Vivir para ver

Pantalón vaquero, una camisa con unas finas rayas azul marino sobre un fondo blanco y unos zapatos negros, así se había vestido para la ocasión y por si la noche refrescaba una cazadora de piel.

Se dirigió al centro para recoger a María y salió con tiempo para asegurarse de estar cinco minutos antes de lo acordado.

Se bajó del coche –un viejo Peugeot 208– y se dispuso a esperar en cuanto estiraba las piernas pues al final falló en el cálculo del tiempo y llegó casi veinte minutos antes.

No estaba claro si fue un fallo de cálculo o la desesperación por llegar.

Ella bajó a la hora convenida, radiante y exhibiendo una sonrisa amplia y sincera.

El le abrió la puerta y luego se puso al volante para llegar lo antes posible a su destino.

Nada de restaurantes famosos, mas bien un lugar antiguo, con historia, buena fama e íntimo.

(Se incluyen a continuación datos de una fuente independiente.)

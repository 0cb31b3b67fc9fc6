//! Per-request network filtering.
//!
//! Every sub-resource request goes through [`decide`], a pure function with
//! no shared state across requests: tracking endpoints are aborted, anything
//! outside the site's two registrable domains is aborted, and with the
//! query's `optimize` flag heavy resource classes are aborted too. The
//! decision is wired into the page through the CDP Fetch domain and must be
//! attached before the first navigation or early requests bypass filtering.

use std::sync::Arc;

use headless_chrome::browser::tab::{RequestInterceptor, RequestPausedDecision};
use headless_chrome::browser::transport::{SessionId, Transport};
use headless_chrome::protocol::cdp::Fetch::{events::RequestPausedEvent, FailRequest};
use headless_chrome::protocol::cdp::Network::{ErrorReason, ResourceType};
use headless_chrome::Tab;
use tracing::trace;

use crate::error::Result;

/// Path fragments of tracking and telemetry endpoints.
const BLOCKED_PATHS: &[&str] = &[
    "li/track",
    "realtime.www.linkedin.com/realtime",
    "platform.linkedin.com/litms",
    "linkedin.com/sensorCollect",
    "linkedin.com/pixel/tracking",
];

/// Registrable domains requests may go to: the site itself and its static
/// asset CDN.
const ALLOWED_DOMAINS: &[&str] = &["linkedin.com", "licdn.com"];

/// URL suffix classes additionally blocked under `optimize`.
const BLOCKED_EXTENSIONS: &[&str] = &[".jpg", ".jpeg", ".png", ".gif", ".css"];

#[derive(Debug, Clone, Copy, PartialEq, Eq)]
pub enum InterceptDecision {
    Continue,
    Abort,
}

/// Decide whether one request may proceed.
pub fn decide(url: &str, resource_type: &ResourceType, optimize: bool) -> InterceptDecision {
    if BLOCKED_PATHS.iter().any(|p| url.contains(p)) {
        return InterceptDecision::Abort;
    }

    match registrable_domain(url) {
        Some(domain) if ALLOWED_DOMAINS.contains(&domain.as_str()) => {}
        _ => return InterceptDecision::Abort,
    }

    if optimize {
        let heavy = matches!(
            resource_type,
            ResourceType::Image | ResourceType::Stylesheet | ResourceType::Media | ResourceType::Font
        );
        if heavy || BLOCKED_EXTENSIONS.iter().any(|ext| url.contains(ext)) {
            return InterceptDecision::Abort;
        }
    }

    InterceptDecision::Continue
}

/// Last two labels of the request host, lowercased.
fn registrable_domain(url: &str) -> Option<String> {
    let parsed = url::Url::parse(url).ok()?;
    let host = parsed.host_str()?;
    let labels: Vec<&str> = host.split('.').collect();
    let start = labels.len().saturating_sub(2);
    Some(labels[start..].join(".").to_lowercase())
}

/// Enable Fetch-domain interception on a page. Call before navigating.
pub fn attach(tab: &Arc<Tab>, optimize: bool) -> Result<()> {
    tab.enable_fetch(None, None)?;

    let interceptor: Arc<dyn RequestInterceptor + Send + Sync> = Arc::new(
        move |_transport: Arc<Transport>, _session_id: SessionId, event: RequestPausedEvent| {
            let params = event.params;
            match decide(&params.request.url, &params.resource_Type, optimize) {
                InterceptDecision::Abort => {
                    trace!(url = %params.request.url, "aborting request");
                    RequestPausedDecision::Fail(FailRequest {
                        request_id: params.request_id,
                        error_reason: ErrorReason::BlockedByClient,
                    })
                }
                InterceptDecision::Continue => RequestPausedDecision::Continue(None),
            }
        },
    );

    tab.enable_request_interception(interceptor)?;
    Ok(())
}

#[cfg(test)]
mod tests {
    use super::*;

    #[test]
    fn tracking_paths_are_aborted() {
        assert_eq!(
            decide(
                "https://www.linkedin.com/li/track",
                &ResourceType::Xhr,
                false
            ),
            InterceptDecision::Abort
        );
        assert_eq!(
            decide(
                "https://www.linkedin.com/pixel/tracking?x=1",
                &ResourceType::Ping,
                false
            ),
            InterceptDecision::Abort
        );
    }

    #[test]
    fn third_party_domains_are_aborted() {
        assert_eq!(
            decide(
                "https://analytics.example.com/collect",
                &ResourceType::Script,
                false
            ),
            InterceptDecision::Abort
        );
    }

    #[test]
    fn allowed_image_continues_without_optimize() {
        assert_eq!(
            decide(
                "https://media.licdn.com/dms/image/logo.png",
                &ResourceType::Image,
                false
            ),
            InterceptDecision::Continue
        );
    }

    #[test]
    fn optimize_blocks_heavy_resources_and_extensions() {
        assert_eq!(
            decide(
                "https://media.licdn.com/dms/image/logo",
                &ResourceType::Image,
                true
            ),
            InterceptDecision::Abort
        );
        assert_eq!(
            decide(
                "https://static.licdn.com/sc/theme.css",
                &ResourceType::Other,
                true
            ),
            InterceptDecision::Abort
        );
        // Scripts and documents still pass under optimize.
        assert_eq!(
            decide(
                "https://www.linkedin.com/jobs/search?start=0",
                &ResourceType::Document,
                true
            ),
            InterceptDecision::Continue
        );
    }

    #[test]
    fn subdomains_resolve_to_the_registrable_domain() {
        assert_eq!(
            registrable_domain("https://static-exp1.licdn.com/x.js").as_deref(),
            Some("licdn.com")
        );
        assert_eq!(
            registrable_domain("https://www.linkedin.com/jobs").as_deref(),
            Some("linkedin.com")
        );
    }
}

Para ella sería una sorpresa y lo único que sabía es que sería en el Madrid de los Austrias, una zona histórica sin igual en la capital.

Inesperadamente acababa de sonar el timbre de la puerta, Juan abrió los ojos y desconectó de su ensoñación. ¿Quien sería un viernes a esas horas?

Cuando abrió la puerta –las doce de la noche– no se lo podía creer, en el descansillo, apoyado en la barandilla de las escaleras y con muy mala pinta estaba su amigo Pedro evidentemente con unas cuantas copas de mas y el semblante desencajado.

Pedro –ademas de amigo– era administrativo en su misma empresa pero al estar su puesto de trabajo dos plantas por debajo de la suya rara vez conseguían cuadrar para tomar un café en algún descanso.

Su pareja –Ana– era enfermera en una clínica dental también en el centro de Madrid.

Juan se asustó al ver a su amigo en tan mal estado, le hizo pasar y después de acomodarlo como buenamente pudo en el sofá intentó saber qué estaba pasando.

Una vez se hubo sentado frente a su amigo este hundió su cabeza entre sus manos y rompió a llorar desconsoladamente.

Juan estaba desconcertado y veía a su amigo incapaz de articular palabra.

Cinco largos minutos después los sollozos de Pedro fueron dejando paso al silencio mas absoluto y Juan aprovechó para preguntarle que era lo que le había pasado.

Soy un gilipollas y Ana me ha dejado, fue todo lo que acertó a decir y volvió deshacerse en sollozos.

Su amigo había comenzado su relación con Ana hacía –si no recordaba mal– unos siete u ocho años y siempre habían dado la imagen de ser una pareja muy entrañable, cariñosos entre ellos y pendientes el uno del otro incluso cuando salían en grupo.

De esas parejas que uno envidia.

Bien es verdad que –en algún momento del pasado– se había rumoreado entre los amigos que Pedro parecía estar jugando un poco al despiste con alguna compañera del trabajo, pero todos creían que eso era agua pasada.

Aquella noche parecía que se confirmaba que esos “despistes” de Pedro no eran tan del pasado y habrían provocado el cese fulminante de la convivencia y parecía que definitivo a juzgar por el estado en que se encontraba su amigo.

No tenía donde pasar la noche, pues la reacción de Ana había sido tan radical que aparte de dejarle dormir en su sofá iba a tener que dejarle ropa al día siguiente.

Y ahora que caía en la cuenta, mañana por la noche su casa estaría “ocupada” y esto podría acabar siendo un problema según como discurriese su cita con María.

Consiguió acomodar a su amigo en el sofá y en menos de dos minutos ya había caído en un profundo sueño fruto de los nervios y la cogorza que llevaba encima.

Mañana sería otro día y ya tendría tiempo de decirle a Pedro lo estúpido que había sido al perder a una mujer como Ana por una calentura de niñato consentido.

También debería contactar con Carlos para ver si había alguna posibilidad de que al menos ese fin de semana Pedro se pudiese quedar en su casa.

La una de la madrugada y él arropando a un tipo de cuarenta y cinco años pero con un cerebro de diecisiete, vivir para ver.